### WORK ITEM
What is needed is an exact copy of the lines in the listing below, from the one with "by the indexer." up to and including the one with "later call and", with no other lines.
"""
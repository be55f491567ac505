//! Whole-file index construction from a coordinate-sorted record stream.

use rayon::prelude::*;

use super::{BaiIndex, BinningScheme, ReferenceIndex, ReferenceIndexBuilder, VirtualOffset};
use crate::error::{IndexError, Result};

/// Most references a BAI file can hold: `n_ref` is a signed 32-bit count.
pub const MAX_REFERENCE_COUNT: usize = i32::MAX as usize;

/// One placed alignment record as seen by the indexer.
///
/// The external reader supplies the genomic span and the virtual offsets
/// bracketing the record's bytes.
#[derive(Debug, Clone, Copy, PartialEq, Eq)]
pub struct IndexRecord {
    /// Reference sequence id (0-based)
    pub reference_sequence: u32,
    /// Alignment start (0-based, inclusive)
    pub start: u64,
    /// Alignment end (0-based, exclusive)
    pub end: u64,
    /// Virtual offset of the first byte of the record
    pub start_offset: VirtualOffset,
    /// Virtual offset just past the record
    pub end_offset: VirtualOffset,
}

impl IndexRecord {
    /// Create a new record.
    pub fn new(
        reference_sequence: u32,
        start: u64,
        end: u64,
        start_offset: VirtualOffset,
        end_offset: VirtualOffset,
    ) -> Self {
        IndexRecord {
            reference_sequence,
            start,
            end,
            start_offset,
            end_offset,
        }
    }
}

/// Builds a [`BaiIndex`] from records sorted by (reference, start).
///
/// Any error aborts the build: once [`IndexBuilder::push`] has failed, every
/// later call and [`IndexBuilder::finish`] report
/// [`IndexError::BuildAborted`] instead of producing a partial index.
///
/// # Example
///
/// ```
/// use bamdex::{IndexBuilder, IndexRecord, VirtualOffset};
///
/// # fn main() -> bamdex::Result<()> {
/// let records = vec![
///     IndexRecord::new(0, 100, 200, VirtualOffset::new(0, 0), VirtualOffset::new(0, 50)),
///     IndexRecord::new(0, 150, 300, VirtualOffset::new(0, 50), VirtualOffset::new(0, 120)),
/// ];
/// let index = IndexBuilder::new().build(records)?;
/// let chunks = index.query(0, 120, 160)?;
/// assert_eq!(chunks.len(), 1);
/// # Ok(())
/// # }
/// ```
#[derive(Debug, Clone)]
pub struct IndexBuilder {
    scheme: BinningScheme,
    threads: usize,
    reference_count: usize,
    finished: Vec<ReferenceIndex>,
    current: Option<ReferenceIndexBuilder>,
    unplaced_unmapped: Option<u64>,
    aborted: Option<u32>,
}

impl IndexBuilder {
    /// Builder using the BAI binning scheme.
    pub fn new() -> Self {
        Self::with_scheme(BinningScheme::bai())
    }

    /// Builder using a custom binning scheme.
    pub fn with_scheme(scheme: BinningScheme) -> Self {
        IndexBuilder {
            scheme,
            threads: rayon::current_num_threads(),
            reference_count: 0,
            finished: Vec::new(),
            current: None,
            unplaced_unmapped: None,
            aborted: None,
        }
    }

    /// Cap the worker threads used by [`IndexBuilder::build_parallel`].
    pub fn with_threads(mut self, threads: usize) -> Self {
        self.threads = threads.max(1);
        self
    }

    /// Emit at least `count` references, padding with empty ones.
    ///
    /// References without records still need an entry on disk.
    pub fn with_reference_count(mut self, count: usize) -> Self {
        self.reference_count = count;
        self
    }

    /// Binning scheme used for every reference.
    pub fn scheme(&self) -> BinningScheme {
        self.scheme
    }

    /// Count records without coordinates, written as the trailing counter.
    pub fn add_unplaced_unmapped(&mut self, count: u64) {
        *self.unplaced_unmapped.get_or_insert(0) += count;
    }

    /// Index the next record of the sorted stream.
    pub fn push(&mut self, record: IndexRecord) -> Result<()> {
        if let Some(reference_sequence) = self.aborted {
            return Err(IndexError::BuildAborted { reference_sequence });
        }

        let result = self.route(record);
        if result.is_err() {
            log::debug!(
                "aborting index build on reference {}",
                record.reference_sequence
            );
            self.aborted = Some(record.reference_sequence);
            self.current = None;
        }
        result
    }

    fn route(&mut self, record: IndexRecord) -> Result<()> {
        if record.reference_sequence as usize >= MAX_REFERENCE_COUNT {
            return Err(IndexError::OutOfRange {
                position: u64::from(record.reference_sequence),
                max_span: MAX_REFERENCE_COUNT as u64,
            });
        }

        let current = match self.current.take() {
            Some(builder) if builder.reference_sequence() == record.reference_sequence => builder,
            Some(builder) if builder.reference_sequence() > record.reference_sequence => {
                return Err(IndexError::UnsortedInput {
                    reference_sequence: builder.reference_sequence(),
                    previous: u64::from(builder.reference_sequence()),
                    current: u64::from(record.reference_sequence),
                });
            }
            previous => {
                if let Some(builder) = previous {
                    self.finished.push(builder.finalize());
                }
                self.pad_to(record.reference_sequence as usize);
                ReferenceIndexBuilder::new(record.reference_sequence, self.scheme)
            }
        };

        let current = self.current.insert(current);
        current.push(
            record.start,
            record.end,
            record.start_offset,
            record.end_offset,
        )
    }

    fn pad_to(&mut self, count: usize) {
        while self.finished.len() < count {
            let reference_sequence = self.finished.len() as u32;
            self.finished
                .push(ReferenceIndex::empty(reference_sequence, self.scheme));
        }
    }

    /// Finalize the last reference and freeze the whole index.
    pub fn finish(mut self) -> Result<BaiIndex> {
        if let Some(reference_sequence) = self.aborted {
            return Err(IndexError::BuildAborted { reference_sequence });
        }

        check_reference_count(self.reference_count)?;
        if let Some(builder) = self.current.take() {
            self.finished.push(builder.finalize());
        }
        self.pad_to(self.reference_count);

        log::debug!("index built for {} references", self.finished.len());
        Ok(BaiIndex::new(
            self.scheme,
            self.finished,
            self.unplaced_unmapped,
        ))
    }

    /// Index a whole sorted stream and freeze the result.
    pub fn build<I>(mut self, records: I) -> Result<BaiIndex>
    where
        I: IntoIterator<Item = IndexRecord>,
    {
        for record in records {
            self.push(record)?;
        }
        self.finish()
    }

    /// Build references concurrently, one worker per reference.
    ///
    /// `per_reference[i]` holds the sorted records of reference `i`. Falls
    /// back to a sequential build if the thread pool cannot be created.
    ///
    /// Fails with [`IndexError::BuildAborted`] after a failed
    /// [`IndexBuilder::push`], and with [`IndexError::InvalidConfig`] when
    /// records were already pushed: the two build modes do not mix.
    pub fn build_parallel(self, per_reference: Vec<Vec<IndexRecord>>) -> Result<BaiIndex> {
        if let Some(reference_sequence) = self.aborted {
            return Err(IndexError::BuildAborted { reference_sequence });
        }
        if self.current.is_some() || !self.finished.is_empty() {
            return Err(IndexError::InvalidConfig(
                "parallel build cannot continue a streaming build".to_string(),
            ));
        }
        check_reference_count(per_reference.len().max(self.reference_count))?;

        let scheme = self.scheme;
        let build_one = |(idx, records): (usize, Vec<IndexRecord>)| -> Result<ReferenceIndex> {
            let mut builder = ReferenceIndexBuilder::new(idx as u32, scheme);
            for record in records {
                if record.reference_sequence != idx as u32 {
                    return Err(IndexError::UnsortedInput {
                        reference_sequence: idx as u32,
                        previous: idx as u64,
                        current: u64::from(record.reference_sequence),
                    });
                }
                builder.push(
                    record.start,
                    record.end,
                    record.start_offset,
                    record.end_offset,
                )?;
            }
            Ok(builder.finalize())
        };

        let references: Vec<ReferenceIndex> = match rayon::ThreadPoolBuilder::new()
            .num_threads(self.threads)
            .build()
        {
            Ok(pool) => pool.install(|| {
                per_reference
                    .into_par_iter()
                    .enumerate()
                    .map(build_one)
                    .collect::<Result<Vec<_>>>()
            })?,
            Err(err) => {
                log::debug!("thread pool unavailable ({}), building sequentially", err);
                per_reference
                    .into_iter()
                    .enumerate()
                    .map(build_one)
                    .collect::<Result<Vec<_>>>()?
            }
        };

        let mut builder = IndexBuilder {
            finished: references,
            ..self
        };
        builder.pad_to(builder.reference_count);
        Ok(BaiIndex::new(
            builder.scheme,
            builder.finished,
            builder.unplaced_unmapped,
        ))
    }
}

fn check_reference_count(count: usize) -> Result<()> {
    if count > MAX_REFERENCE_COUNT {
        return Err(IndexError::InvalidConfig(format!(
            "{} references exceed the BAI limit of {}",
            count, MAX_REFERENCE_COUNT
        )));
    }
    Ok(())
}

impl Default for IndexBuilder {
    fn default() -> Self {
        Self::new()
    }
}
"""
### ANSWER TO THIS TASK
/// One placed alignment record as seen by the indexer.
///
/// The external reader supplies the genomic span and the virtual offsets
/// bracketing the record's bytes.
#[derive(Debug, Clone, Copy, PartialEq, Eq)]
pub struct IndexRecord {
    /// Reference sequence id (0-based)
    pub reference_sequence: u32,
    /// Alignment start (0-based, inclusive)
    pub start: u64,
    /// Alignment end (0-based, exclusive)
    pub end: u64,
    /// Virtual offset of the first byte of the record
    pub start_offset: VirtualOffset,
    /// Virtual offset just past the record
    pub end_offset: VirtualOffset,
}

impl IndexRecord {
    /// Create a new record.
    pub fn new(
        reference_sequence: u32,
        start: u64,
        end: u64,
        start_offset: VirtualOffset,
        end_offset: VirtualOffset,
    ) -> Self {
        IndexRecord {
            reference_sequence,
            start,
            end,
            start_offset,
            end_offset,
        }
    }
}

/// Builds a [`BaiIndex`] from records sorted by (reference, start).
///
/// Any error aborts the build: once [`IndexBuilder::push`] has failed, every
/// later call and [`IndexBuilder::finish`] report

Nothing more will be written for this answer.